The China committee in Julylaunched an investigation into U.S. venture-capital firms funding Chinese artificial-intelligence, semiconductor and quantum-computing startups.

The White House and a bipartisan coalition in Congress have deemed such investments especially harmful because of the operational expertise and critical relationships the U.S. venture capitalists offer their targets.

With this latest investigation into BlackRock and MSCI, the panel is broadening its focus by now also scrutinizing asset managers and index compilers. Such firms would typically have little to no direct involvement with the Chinese companies in their portfolios or indexes, but they play a crucial role in directing large sums of Americans’ retirement savings into their coffers. The panel said its review has shown that, “as a direct result of decisions" made by BlackRock and MSCI, Americans have been “unwittingly funding" an array of Chinese companies that operate against the interests of the U.S.

A representative from the Chinese Embassy in Washington said Monday that “politicizing economic, trade and investment issues runs counter to the principles of market economy."

Buying shares of Chinese companies has provided big returns in the past for investors. The optics of such investments have shifted, however, as U.S.-China tensions have escalated.

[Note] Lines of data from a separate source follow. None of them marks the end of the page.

//! Database schema definitions
//!
//! This module contains all SQL schema definitions for the Quill database.

/// SQL schema for the database
pub const SCHEMA_SQL: &str = r#"
-- Registered content sources
CREATE TABLE IF NOT EXISTS sources (
    id INTEGER PRIMARY KEY AUTOINCREMENT,
    home_url TEXT NOT NULL UNIQUE,
    discovered_feed_url TEXT,
    source_type TEXT NOT NULL,
    active INTEGER NOT NULL DEFAULT 1,
    robots_rules TEXT,
    last_checked_at TEXT,
    last_crawl_started_at TEXT,
    last_crawl_completed_at TEXT,
    created_at TEXT NOT NULL
);

-- Persistent crawl frontier, one row per (source, url)
CREATE TABLE IF NOT EXISTS crawl_queue (
    id INTEGER PRIMARY KEY AUTOINCREMENT,
    source_id INTEGER NOT NULL REFERENCES sources(id) ON DELETE CASCADE,
    url TEXT NOT NULL,
    depth INTEGER NOT NULL CHECK (depth >= 0),
    status TEXT NOT NULL,
    discovered_at TEXT NOT NULL,
    last_tried_at TEXT,
    fetch_count INTEGER NOT NULL DEFAULT 0,
    error_message TEXT,
    title TEXT,
    UNIQUE(source_id, url)
);

CREATE INDEX IF NOT EXISTS idx_crawl_queue_frontier
    ON crawl_queue(source_id, status, depth, discovered_at, id);

-- Sitemaps found by discovery
CREATE TABLE IF NOT EXISTS discovered_sitemaps (
    id INTEGER PRIMARY KEY AUTOINCREMENT,
    source_id INTEGER NOT NULL REFERENCES sources(id) ON DELETE CASCADE,
    sitemap_url TEXT NOT NULL,
    sitemap_type TEXT NOT NULL,
    status TEXT NOT NULL,
    url_count INTEGER,
    error_message TEXT,
    discovered_at TEXT NOT NULL,
    last_fetched_at TEXT,
    UNIQUE(source_id, sitemap_url)
);

-- Pages classified as articles
CREATE TABLE IF NOT EXISTS articles (
    id INTEGER PRIMARY KEY AUTOINCREMENT,
    source_id INTEGER NOT NULL REFERENCES sources(id) ON DELETE CASCADE,
    external_id TEXT NOT NULL,
    url TEXT NOT NULL,
    title TEXT NOT NULL,
    raw_summary TEXT,
    raw_content TEXT NOT NULL,
    published_at TEXT,
    author TEXT,
    confidence REAL NOT NULL,
    status TEXT NOT NULL DEFAULT 'NEW',
    crawl_queue_entry_id INTEGER REFERENCES crawl_queue(id) ON DELETE SET NULL,
    created_at TEXT NOT NULL,
    UNIQUE(source_id, external_id)
);

CREATE INDEX IF NOT EXISTS idx_articles_source ON articles(source_id);

-- Operator-visible activity feed
CREATE TABLE IF NOT EXISTS activity_log (
    id INTEGER PRIMARY KEY AUTOINCREMENT,
    event_type TEXT NOT NULL,
    message TEXT NOT NULL,
    entity_type TEXT,
    entity_id INTEGER,
    metadata TEXT,
    created_at TEXT NOT NULL
);

CREATE INDEX IF NOT EXISTS idx_activity_log_created ON activity_log(created_at);
"#;

/// Initializes the database schema
///
/// # Arguments
///
/// * `conn` - The database connection
///
/// # Returns
///
/// * `Ok(())` - Schema initialized successfully
/// * `Err(rusqlite::Error)` - Failed to initialize schema
pub fn initialize_schema(conn: &rusqlite::Connection) -> Result<(), rusqlite::Error> {
    conn.execute_batch(SCHEMA_SQL)?;
    Ok(())
}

In 2018, MSCI added domestic Chinese stocks to its widely followed Emerging Markets Index, sending billions of dollars flowing into those companies. The move came after pressure from the Chinese government, the Journal previously reported.

In addition to its passive funds invested in Chinese companies, two years ago BlackRock raised money for a Chinese mutual fund. That decision drew scrutiny from billionaire investor and political activist George Soros, who at the time said pouring money into Chinese companies would likely lose money for BlackRock clients and damage U.S. national-security interests.

The committee, in its letters, called out BlackRock and MSCI for including in its funds or indexes companies featured on various U.S. government “red flag lists," such as a Pentagon list of Chinese companies operating in the U.S. that help China’s military and a Department of Homeland Security list of entities involved in human-rights abuses in China’s Xinjiang region.

It criticized the U.S. firms for investing in or including in indexes companies such as Chinese telecommunications giant ZTE, which the Federal Communications Commission has put on a list of national-security threats, and units of Aviation Industry Corporation China, a state-owned company known as AVIC that makes jet fighters for the People’s Liberation Army.

Representatives from AVIC and ZTE didn’t respond to requests for comment.

In its letters, the committee asked each firm to make a full accounting of the Chinese entities it is investing in or including on indexes, and to report any due diligence it undertakes before doing so.